The Less is More project: Week 0 - First impressions

MacLauren70, Flickr



January is upon us. I feel similar to when I stand behind the start line on race day: a little nervous. (What did I get myself into? Am I ready for this?) But mostly excited. Only one week of "challenge prep" and I'm already becoming aware of all the things I had been taking for granted.

Which takes me to one of my current preoccupations: privilege. It only took reading a handful of articles on minimalism/frugality/simplicity to realize that making the decision to not spend is actually a privilege.
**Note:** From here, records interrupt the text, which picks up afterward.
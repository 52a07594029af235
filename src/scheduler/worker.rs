//! Fixed-size pool of refresh workers.

use std::sync::Arc;

use async_trait::async_trait;
use tokio::sync::{mpsc, Mutex};
use tokio::task::JoinHandle;
use tracing::{debug, error, info};

use crate::model::Job;
use crate::{FeedDeckError, Result};

/// Refreshes one feed. Returns the number of new entries.
#[async_trait]
pub trait FeedRefresher: Send + Sync {
    async fn refresh(&self, job: Job) -> Result<usize>;
}

/// Bounded job queue drained by `N` worker tasks.
pub struct WorkerPool {
    queue: mpsc::Sender<Job>,
    workers: Vec<JoinHandle<()>>,
}

impl WorkerPool {
    /// Spawn `workers` tasks calling `refresher` for each queued job.
    pub fn new(refresher: Arc<dyn FeedRefresher>, workers: usize) -> Self {
        let workers = workers.max(1);
        let (queue, receiver) = mpsc::channel::<Job>(workers * 2);
        let receiver = Arc::new(Mutex::new(receiver));

        let handles = (0..workers)
            .map(|worker_id| {
                let receiver = Arc::clone(&receiver);
                let refresher = Arc::clone(&refresher);
                tokio::spawn(async move {
                    debug!("[Worker #{}] Started", worker_id);
                    loop {
                        // Hold the lock only while waiting for the next job.
                        let job = receiver.lock().await.recv().await;
                        let Some(job) = job else {
                            break;
                        };

                        debug!(
                            "[Worker #{}] Refreshing feed #{} for user #{}",
                            worker_id, job.feed_id, job.user_id
                        );
                        match refresher.refresh(job).await {
                            Ok(0) => {}
                            Ok(count) => {
                                info!("Feed #{} refreshed: {} new entries", job.feed_id, count)
                            }
                            Err(e) => error!("Unable to refresh feed #{}: {}", job.feed_id, e),
                        }
                    }
                    debug!("[Worker #{}] Stopped", worker_id);
                })
            })
            .collect();

        Self {
            queue,
            workers: handles,
        }
    }

    /// Number of worker tasks.
    pub fn size(&self) -> usize {
        self.workers.len()
    }

    /// Queue jobs, waiting while the queue is full.
    pub async fn push(&self, jobs: Vec<Job>) -> Result<()> {
        for job in jobs {
            debug!("[WorkerPool] Job #{} received", job.feed_id);
            self.queue
                .send(job)
                .await
                .map_err(|_| FeedDeckError::Fetch("worker pool is closed".to_string()))?;
        }
        Ok(())
    }

    /// Stop accepting jobs and wait for the workers to drain the queue.
    pub async fn shutdown(self) {
        drop(self.queue);
        for handle in self.workers {
            if let Err(e) = handle.await {
                error!("Worker task failed: {}", e);
            }
        }
    }
}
As Meg Hourihan, another proponent of buying less, put it nicely:  “I’m not comfortable with how easily I spend money and buy things on impulse, simply because I have the luxury to do so." 

Voluntary simplicity: the term says it. It's a choice.

If I wanted to, I could go shopping. (Plus, the bank just offered to increase my credit card limit. How ironic.) I have not been coerced into buying only the essential. At no point have I (and will I, unless something goes awfully wrong) worried that my children would not have enough to eat, or that I would not be able to make ends meet. I fully appreciate that. 

As soon as you evoke the benefits of a simpler life, such as working less in order to focus on what really matters (spending quality time with loved ones, reading, meditating, spending time in nature, exercising, etc.), you add another layer of privilege. I never want to forget that some people simply do not have that option:

"People at the bottom of the social ladder are pressed for time not to go earn high incomes but to juggle all the different balls they have to keep in the air at the same time (child care, commute, lack of health insurance and physical safety), to barely keep afloat on low incomes. The kind of consumption that [minimalists] say we can do without is that of those who are already privileged." (source: The Global Sociology Blog)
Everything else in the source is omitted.